Assembler guys would hardly recognize "indirect addressing" as data type, but replace "indirect addressing" with "pointer type" and it is.
Still, PDP-11 MACRO made a clean break, and used really different mnemonics for addressing modes.
No error message is printed if a defined symbol is redefined in a parameter assignment
unless it is a permanent symbol
Proto-variables.
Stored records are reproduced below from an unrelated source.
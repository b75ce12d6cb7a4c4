//! # Collaborator Interfaces
//!
//! The engine never owns the document tree or the live selection. It reads
//! and rearranges them through the traits in this module:
//!
//! - [`TreeProvider`]: structural reads plus the raw primitives that
//!   transactions sequence and reverse
//! - [`SelectionProvider`]: snapshot/restore of the live selection
//!
//! Nodes removed by a primitive must stay addressable. Transactions hold on
//! to them so undo can put them back.

use serde::{Deserialize, Serialize};
use std::fmt;
use thiserror::Error;

use crate::selection::SelectionState;

/// Opaque handle to a node owned by the host tree
#[derive(Debug, Clone, Copy, PartialEq, Eq, PartialOrd, Ord, Hash, Serialize, Deserialize)]
#[serde(transparent)]
pub struct NodeId(pub u32);

impl fmt::Display for NodeId {
    fn fmt(&self, f: &mut fmt::Formatter<'_>) -> fmt::Result {
        write!(f, "#{}", self.0)
    }
}

/// Errors reported by the host when a primitive is rejected
#[derive(Error, Debug, Clone, PartialEq, Eq)]
pub enum TreeError {
    #[error("Node not found: {0}")]
    NodeNotFound(NodeId),

    #[error("Child index {index} out of range for {parent} ({len} children)")]
    IndexOutOfRange {
        parent: NodeId,
        index: usize,
        len: usize,
    },

    #[error("Offset {offset} out of range for {node} (length {len})")]
    OffsetOutOfRange { node: NodeId, offset: usize, len: usize },

    #[error("Node {0} cannot have children")]
    NotAContainer(NodeId),

    #[error("Node {0} is not text")]
    NotText(NodeId),

    #[error("Tree is read-only")]
    ReadOnly,

    #[error("Rejected: {0}")]
    Rejected(String),
}

/// Structural access to the externally owned tree
pub trait TreeProvider {
    /// Root of the edited document
    fn root(&self) -> NodeId;

    /// Whether the handle refers to a live node (attached or detached)
    fn contains(&self, node: NodeId) -> bool;

    fn parent(&self, node: NodeId) -> Option<NodeId>;

    fn child_at(&self, node: NodeId, index: usize) -> Option<NodeId>;

    fn child_count(&self, node: NodeId) -> usize;

    fn is_text(&self, node: NodeId) -> bool;

    /// Length in characters; zero for containers
    fn text_len(&self, node: NodeId) -> usize;

    fn text(&self, node: NodeId) -> Option<String>;

    /// Label of a container node (e.g. an element tag), if the host has one
    fn label(&self, _node: NodeId) -> Option<String> {
        None
    }

    /// Position of `node` within its parent
    fn index_of(&self, node: NodeId) -> Option<usize> {
        let parent = self.parent(node)?;
        (0..self.child_count(parent)).find(|&i| self.child_at(parent, i) == Some(node))
    }

    /// Offset space of a node: characters for text, children for containers
    fn content_len(&self, node: NodeId) -> usize {
        if self.is_text(node) {
            self.text_len(node)
        } else {
            self.child_count(node)
        }
    }

    /// Whether `ancestor` is `node` or one of its ancestors
    fn is_inclusive_ancestor(&self, ancestor: NodeId, node: NodeId) -> bool {
        let mut current = Some(node);
        while let Some(n) = current {
            if n == ancestor {
                return true;
            }
            current = self.parent(n);
        }
        false
    }

    /// Whether `node` is reachable from the root
    fn is_attached(&self, node: NodeId) -> bool {
        self.contains(node) && self.is_inclusive_ancestor(self.root(), node)
    }

    fn insert_child(&mut self, parent: NodeId, index: usize, child: NodeId)
        -> Result<(), TreeError>;

    fn remove_child(&mut self, parent: NodeId, index: usize) -> Result<NodeId, TreeError>;

    fn insert_text(&mut self, node: NodeId, offset: usize, text: &str) -> Result<(), TreeError>;

    /// Removes `len` characters starting at `offset` and returns them
    fn remove_text(&mut self, node: NodeId, offset: usize, len: usize)
        -> Result<String, TreeError>;

    /// Moves the head `[0, offset)` of `node` into a left sibling inserted
    /// immediately before it. `reuse` supplies a detached, empty node of the
    /// same kind (used on redo); otherwise the host allocates one.
    fn split_node(
        &mut self,
        node: NodeId,
        offset: usize,
        reuse: Option<NodeId>,
    ) -> Result<NodeId, TreeError>;

    /// Inverse of [`TreeProvider::split_node`]: prepends `left`'s content to
    /// `node` and detaches `left`
    fn unsplit_node(&mut self, left: NodeId, node: NodeId) -> Result<(), TreeError>;

    /// Appends the content of `discard` (the next sibling of `keep`) to
    /// `keep` and detaches `discard`
    fn join_nodes(&mut self, keep: NodeId, discard: NodeId) -> Result<(), TreeError>;

    /// Inverse of [`TreeProvider::join_nodes`]: moves `keep[at..]` into the
    /// detached `discard` and reinserts it right after `keep`
    fn unjoin_nodes(&mut self, keep: NodeId, at: usize, discard: NodeId)
        -> Result<(), TreeError>;
}

/// Access to the live selection
pub trait SelectionProvider {
    fn current_selection(&self) -> SelectionState;

    fn set_selection(&mut self, selection: SelectionState);
}

/// Everything the engine needs from its host document
pub trait Host: TreeProvider + SelectionProvider {}

impl<T: TreeProvider + SelectionProvider> Host for T {}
Or should i call it preprocessor macro-variables?
...now, let's look at the slash symbol.
Talk about functional overloading (as in chess-like way too much burden, not as subroutine polymorphism).
COMMENTS
If the character slash / occurs, not immediotely preceded by an element or expression, all
characters between the slosh and the next carriage return are ignored. Illegal characters (see
page 7) are permitted within comments. Parity errors are ignored within comments also.
Examples:
/THIS IS A COMMENT
LAC A /AS IS THIS
400/ 0 /lAND THIS ALSO!
So what that
400 was and why? Scroll up to the very very beginning:
THE LOCATION COUNTER
In general, statements generate 18-bit binary words which are placed into consecutive memory
locations. The location counter is a register used by the PDP-7 Assembler to keep track of the
next memory location available. It is updated after processing each statement.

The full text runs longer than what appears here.